[Collected data]
◆ ◆ ◆ ◆ ◆
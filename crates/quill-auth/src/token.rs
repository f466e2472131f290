//! HS256 session tokens.
//!
//! The token carries the subject id and email, expires after a configurable
//! TTL (`TOKEN_TTL_HOURS`, default 24), and is validated for signature,
//! expiry, and issuer. Unknown-email and wrong-password failures never reach
//! this module; everything here maps to the generic 401 family.

use chrono::{Duration, Utc};
use jsonwebtoken::{decode, encode, DecodingKey, EncodingKey, Header, Validation};
use serde::{Deserialize, Serialize};
use uuid::Uuid;

use quill_core::defaults::{TOKEN_ISSUER, TOKEN_LEEWAY_SECS, TOKEN_TTL_HOURS};
use quill_core::{Error, Result};

/// JWT payload used for authentication.
#[derive(Debug, Clone, Serialize, Deserialize)]
pub struct Claims {
    /// Subject: the user's id.
    pub sub: Uuid,
    /// The user's email at signing time (display convenience, not identity).
    pub email: String,
    /// Issued at (unix timestamp).
    pub iat: i64,
    /// Expires at (unix timestamp).
    pub exp: i64,
    /// Issuer.
    pub iss: String,
}

/// Signing and verification keys derived once at boot from the shared secret.
#[derive(Clone)]
pub struct JwtKeys {
    encoding: EncodingKey,
    decoding: DecodingKey,
    ttl: Duration,
}

// Manual impl: the jsonwebtoken key types are not Debug (they hold secret
// material), so the keys are omitted from the output.
impl std::fmt::Debug for JwtKeys {
    fn fmt(&self, f: &mut std::fmt::Formatter<'_>) -> std::fmt::Result {
        f.debug_struct("JwtKeys")
            .field("ttl", &self.ttl)
            .finish_non_exhaustive()
    }
}

impl JwtKeys {
    /// Build keys from a secret and token lifetime.
    pub fn new(secret: &str, ttl: Duration) -> Self {
        Self {
            encoding: EncodingKey::from_secret(secret.as_bytes()),
            decoding: DecodingKey::from_secret(secret.as_bytes()),
            ttl,
        }
    }

    /// Build keys from the environment.
    ///
    /// `TOKEN_SECRET` is required; a missing secret is a fatal configuration
    /// error and callers should refuse to boot. `TOKEN_TTL_HOURS` defaults
    /// to 24.
    pub fn from_env() -> Result<Self> {
        let secret = std::env::var("TOKEN_SECRET")
            .map_err(|_| Error::Config("TOKEN_SECRET is not set".to_string()))?;
        if secret.is_empty() {
            return Err(Error::Config("TOKEN_SECRET is empty".to_string()));
        }
        let ttl_hours = std::env::var("TOKEN_TTL_HOURS")
            .ok()
            .and_then(|v| v.parse::<i64>().ok())
            .unwrap_or(TOKEN_TTL_HOURS);
        Ok(Self::new(&secret, Duration::hours(ttl_hours)))
    }

    /// Sign a token for the given user.
    pub fn sign(&self, user_id: Uuid, email: &str) -> Result<String> {
        let now = Utc::now();
        let claims = Claims {
            sub: user_id,
            email: email.to_string(),
            iat: now.timestamp(),
            exp: (now + self.ttl).timestamp(),
            iss: TOKEN_ISSUER.to_string(),
        };
        let token = encode(&Header::default(), &claims, &self.encoding)
            .map_err(|e| Error::Internal(format!("token signing failed: {e}")))?;
        tracing::debug!(user_id = %user_id, "token signed");
        Ok(token)
    }

    /// Verify signature, expiry, and issuer; returns the claims on success.
    ///
    /// Expired tokens are distinguished in the message so clients can prompt
    /// for re-login, but both cases are the same 401 to the API.
    pub fn verify(&self, token: &str) -> Result<Claims> {
        let mut validation = Validation::default();
        validation.set_issuer(&[TOKEN_ISSUER]);
        validation.leeway = TOKEN_LEEWAY_SECS;
        let data = decode::<Claims>(token, &self.decoding, &validation).map_err(|e| {
            match e.kind() {
                jsonwebtoken::errors::ErrorKind::ExpiredSignature => {
                    Error::Unauthorized("token expired".to_string())
                }
                _ => Error::Unauthorized("invalid token".to_string()),
            }
        })?;
        tracing::debug!(user_id = %data.claims.sub, "token verified");
        Ok(data.claims)
    }
}

/// Extract the token from an `Authorization: Bearer <token>` header value.
pub fn bearer_token(header_value: &str) -> Option<&str> {
    header_value
        .strip_prefix("Bearer ")
        .map(str::trim)
        .filter(|t| !t.is_empty())
}

#[cfg(test)]
mod tests {
    use super::*;

    fn make_keys(secret: &str) -> JwtKeys {
        JwtKeys::new(secret, Duration::hours(1))
    }

    #[test]
    fn sign_and_verify_roundtrip() {
        let keys = make_keys("dev-secret");
        let user_id = Uuid::new_v4();
        let token = keys.sign(user_id, "alice@example.com").expect("sign");
        let claims = keys.verify(&token).expect("verify");
        assert_eq!(claims.sub, user_id);
        assert_eq!(claims.email, "alice@example.com");
        assert_eq!(claims.iss, TOKEN_ISSUER);
        assert!(claims.exp > claims.iat);
    }

    #[test]
    fn verify_rejects_wrong_secret() {
        let signer = make_keys("secret-a");
        let verifier = make_keys("secret-b");
        let token = signer.sign(Uuid::new_v4(), "a@b.com").expect("sign");
        let err = verifier.verify(&token).unwrap_err();
        assert!(matches!(err, Error::Unauthorized(ref m) if m == "invalid token"));
    }

    #[test]
    fn verify_rejects_expired_token() {
        // TTL far enough in the past to clear the leeway window
        let keys = JwtKeys::new("dev-secret", Duration::seconds(-120));
        let token = keys.sign(Uuid::new_v4(), "a@b.com").expect("sign");
        let err = keys.verify(&token).unwrap_err();
        assert!(matches!(err, Error::Unauthorized(ref m) if m == "token expired"));
    }

    #[test]
    fn verify_rejects_garbage() {
        let keys = make_keys("dev-secret");
        assert!(keys.verify("not.a.token").is_err());
        assert!(keys.verify("").is_err());
    }

    #[test]
    fn bearer_token_parsing() {
        assert_eq!(bearer_token("Bearer abc123"), Some("abc123"));
        assert_eq!(bearer_token("Bearer  abc123 "), Some("abc123"));
        assert_eq!(bearer_token("bearer abc123"), None);
        assert_eq!(bearer_token("Basic abc123"), None);
        assert_eq!(bearer_token("Bearer "), None);
        assert_eq!(bearer_token(""), None);
    }

    #[test]
    fn claims_serde_shape() {
        let claims = Claims {
            sub: Uuid::nil(),
            email: "a@b.com".to_string(),
            iat: 1_700_000_000,
            exp: 1_700_086_400,
            iss: TOKEN_ISSUER.to_string(),
        };
        let json = serde_json::to_string(&claims).unwrap();
        assert!(json.contains(r#""sub":"00000000-0000-0000-0000-000000000000""#));
        assert!(json.contains(r#""iss":"quillmark""#));
        let parsed: Claims = serde_json::from_str(&json).unwrap();
        assert_eq!(parsed.exp, claims.exp);
    }

    #[test]
    fn from_env_requires_secret() {
        // Isolated var names are process-global; use a scoped remove/restore.
        let prev = std::env::var("TOKEN_SECRET").ok();
        std::env::remove_var("TOKEN_SECRET");
        let err = JwtKeys::from_env().unwrap_err();
        assert!(matches!(err, Error::Config(_)));
        if let Some(v) = prev {
            std::env::set_var("TOKEN_SECRET", v);
        }
    }
}
//! Core data models for Quillmark.
//!
//! These types are shared across all Quillmark crates and represent
//! the core domain entities. Wire-facing structs serialize camelCase
//! to match the public API contract.

use chrono::{DateTime, Utc};
use serde::{Deserialize, Serialize};
use uuid::Uuid;

// =============================================================================
// USER TYPES
// =============================================================================

/// Role a user self-selects at registration. Display-only; carries no
/// authorization semantics.
#[derive(Debug, Clone, Copy, Default, PartialEq, Eq, Serialize, Deserialize, utoipa::ToSchema)]
#[serde(rename_all = "lowercase")]
pub enum UserRole {
    Student,
    Professor,
    Admin,
    Engineer,
    #[default]
    Other,
}

impl UserRole {
    /// Canonical lowercase name, matching the `user_role` Postgres enum.
    pub fn as_str(&self) -> &'static str {
        match self {
            UserRole::Student => "student",
            UserRole::Professor => "professor",
            UserRole::Admin => "admin",
            UserRole::Engineer => "engineer",
            UserRole::Other => "other",
        }
    }

    /// Parse from string (case-insensitive). Returns `None` for unknown roles.
    pub fn parse(s: &str) -> Option<Self> {
        match s.to_lowercase().as_str() {
            "student" => Some(UserRole::Student),
            "professor" => Some(UserRole::Professor),
            "admin" => Some(UserRole::Admin),
            "engineer" => Some(UserRole::Engineer),
            "other" => Some(UserRole::Other),
            _ => None,
        }
    }
}

impl std::fmt::Display for UserRole {
    fn fmt(&self, f: &mut std::fmt::Formatter<'_>) -> std::fmt::Result {
        write!(f, "{}", self.as_str())
    }
}

/// A registered user. The password hash never leaves the backend:
/// it is skipped on serialization and absent from [`UserProfile`], which is
/// the only user shape API responses carry.
#[derive(Debug, Clone, Serialize, Deserialize)]
#[serde(rename_all = "camelCase")]
pub struct User {
    pub id: Uuid,
    pub email: String,
    #[serde(skip_serializing)]
    pub password_hash: String,
    pub first_name: String,
    pub last_name: String,
    pub role: UserRole,
    pub created_at: DateTime<Utc>,
    pub updated_at: DateTime<Utc>,
}

impl User {
    /// Public view of this user, safe to return from any endpoint.
    pub fn profile(&self) -> UserProfile {
        UserProfile {
            id: self.id,
            email: self.email.clone(),
            first_name: self.first_name.clone(),
            last_name: self.last_name.clone(),
            role: self.role,
            created_at: self.created_at,
        }
    }
}

/// Public user profile (no credential material).
#[derive(Debug, Clone, Serialize, Deserialize, utoipa::ToSchema)]
#[serde(rename_all = "camelCase")]
pub struct UserProfile {
    pub id: Uuid,
    pub email: String,
    pub first_name: String,
    pub last_name: String,
    pub role: UserRole,
    pub created_at: DateTime<Utc>,
}

// =============================================================================
// NOTE TYPES
// =============================================================================

/// A note row. Ownership is immutable after creation; `updated_at` bumps on
/// every edit while `created_at` never changes.
#[derive(Debug, Clone, Serialize, Deserialize, sqlx::FromRow, utoipa::ToSchema)]
#[serde(rename_all = "camelCase")]
pub struct Note {
    pub id: Uuid,
    pub owner_id: Uuid,
    pub folder_id: Option<Uuid>,
    pub title: String,
    pub body: String,
    pub created_at: DateTime<Utc>,
    pub updated_at: DateTime<Utc>,
}

/// A note with its tag associations, as returned by list/detail endpoints.
#[derive(Debug, Clone, Serialize, Deserialize, utoipa::ToSchema)]
#[serde(rename_all = "camelCase")]
pub struct NoteDetail {
    #[serde(flatten)]
    pub note: Note,
    pub tags: Vec<Tag>,
}

// =============================================================================
// ORGANIZATION TYPES
// =============================================================================

/// A folder: single-level grouping container for notes (one folder per note,
/// nullable).
#[derive(Debug, Clone, Serialize, Deserialize, sqlx::FromRow, utoipa::ToSchema)]
#[serde(rename_all = "camelCase")]
pub struct Folder {
    pub id: Uuid,
    pub owner_id: Uuid,
    pub name: String,
    pub created_at: DateTime<Utc>,
}

/// A folder with its member notes, as returned by the folder list endpoint.
#[derive(Debug, Clone, Serialize, Deserialize, utoipa::ToSchema)]
#[serde(rename_all = "camelCase")]
pub struct FolderWithNotes {
    #[serde(flatten)]
    pub folder: Folder,
    pub notes: Vec<Note>,
}

/// A tag: many-to-many label applied to notes. Names are unique per owner.
#[derive(Debug, Clone, Serialize, Deserialize, sqlx::FromRow, utoipa::ToSchema)]
#[serde(rename_all = "camelCase")]
pub struct Tag {
    pub id: Uuid,
    pub owner_id: Uuid,
    pub name: String,
    pub created_at: DateTime<Utc>,
}

/// A tag with the notes it is applied to.
#[derive(Debug, Clone, Serialize, Deserialize, utoipa::ToSchema)]
#[serde(rename_all = "camelCase")]
pub struct TagWithNotes {
    #[serde(flatten)]
    pub tag: Tag,
    pub notes: Vec<Note>,
}

// =============================================================================
// SHARING TYPES
// =============================================================================

/// Permission level on a share grant. Advisory on the public read path:
/// the unauthenticated shared-note fetch does not gate on it.
#[derive(Debug, Clone, Copy, Default, PartialEq, Eq, Serialize, Deserialize, utoipa::ToSchema)]
#[serde(rename_all = "lowercase")]
pub enum SharePermission {
    #[default]
    View,
    Edit,
}

impl SharePermission {
    /// Canonical lowercase name, matching the `share_permission` Postgres enum.
    pub fn as_str(&self) -> &'static str {
        match self {
            SharePermission::View => "view",
            SharePermission::Edit => "edit",
        }
    }

    /// Parse from string (case-insensitive). Returns `None` for unknown values.
    pub fn parse(s: &str) -> Option<Self> {
        match s.to_lowercase().as_str() {
            "view" => Some(SharePermission::View),
            "edit" => Some(SharePermission::Edit),
            _ => None,
        }
    }
}

impl std::fmt::Display for SharePermission {
    fn fmt(&self, f: &mut std::fmt::Formatter<'_>) -> std::fmt::Result {
        write!(f, "{}", self.as_str())
    }
}

/// A share grant on a note. The recipient is an email string, not a resolved
/// user: shares remain valid for addresses with no account.
#[derive(Debug, Clone, Serialize, Deserialize, utoipa::ToSchema)]
#[serde(rename_all = "camelCase")]
pub struct NoteShare {
    pub id: Uuid,
    pub note_id: Uuid,
    pub shared_with: String,
    pub permission: SharePermission,
    pub created_at: DateTime<Utc>,
}

// =============================================================================
// EXPORT TYPES
// =============================================================================

/// Note export format selected via the `format` query parameter.
#[derive(Debug, Clone, Copy, PartialEq, Eq, Serialize, Deserialize, utoipa::ToSchema)]
#[serde(rename_all = "lowercase")]
pub enum ExportFormat {
    Md,
    Txt,
}

impl ExportFormat {
    /// Parse from the query-parameter value. Accepts the short names and
    /// their long aliases; anything else is a validation failure.
    pub fn parse(s: &str) -> Option<Self> {
        match s.to_lowercase().as_str() {
            "md" | "markdown" => Some(ExportFormat::Md),
            "txt" | "text" | "plain" => Some(ExportFormat::Txt),
            _ => None,
        }
    }

    /// File extension for the download filename.
    pub fn extension(&self) -> &'static str {
        match self {
            ExportFormat::Md => "md",
            ExportFormat::Txt => "txt",
        }
    }

    /// Content-Type for the download response.
    pub fn content_type(&self) -> &'static str {
        match self {
            ExportFormat::Md => "text/markdown; charset=utf-8",
            ExportFormat::Txt => "text/plain; charset=utf-8",
        }
    }
}

// =============================================================================
// VALIDATION HELPERS
// =============================================================================

/// Minimal email shape check: one `@` with non-empty local part, and a domain
/// containing a dot with non-empty labels. Deliverability is not our problem;
/// this only rejects obvious garbage before it reaches the database.
pub fn is_valid_email(s: &str) -> bool {
    if s.len() > crate::defaults::EMAIL_MAX_LENGTH || s.contains(char::is_whitespace) {
        return false;
    }
    let Some((local, domain)) = s.split_once('@') else {
        return false;
    };
    if local.is_empty() || domain.is_empty() || domain.contains('@') {
        return false;
    }
    let Some((host, tld)) = domain.rsplit_once('.') else {
        return false;
    };
    !host.is_empty() && !tld.is_empty()
}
◆ ◆ ◆ ◆ ◆
● **WORK TO COMPLETE**
What is needed is a copy of every line above in which "Unauthorized" appears.

● **RESPONSE BELOW**
                    Error::Unauthorized("token expired".to_string())
                _ => Error::Unauthorized("invalid token".to_string()),
        assert!(matches!(err, Error::Unauthorized(ref m) if m == "invalid token"));
        assert!(matches!(err, Error::Unauthorized(ref m) if m == "token expired"));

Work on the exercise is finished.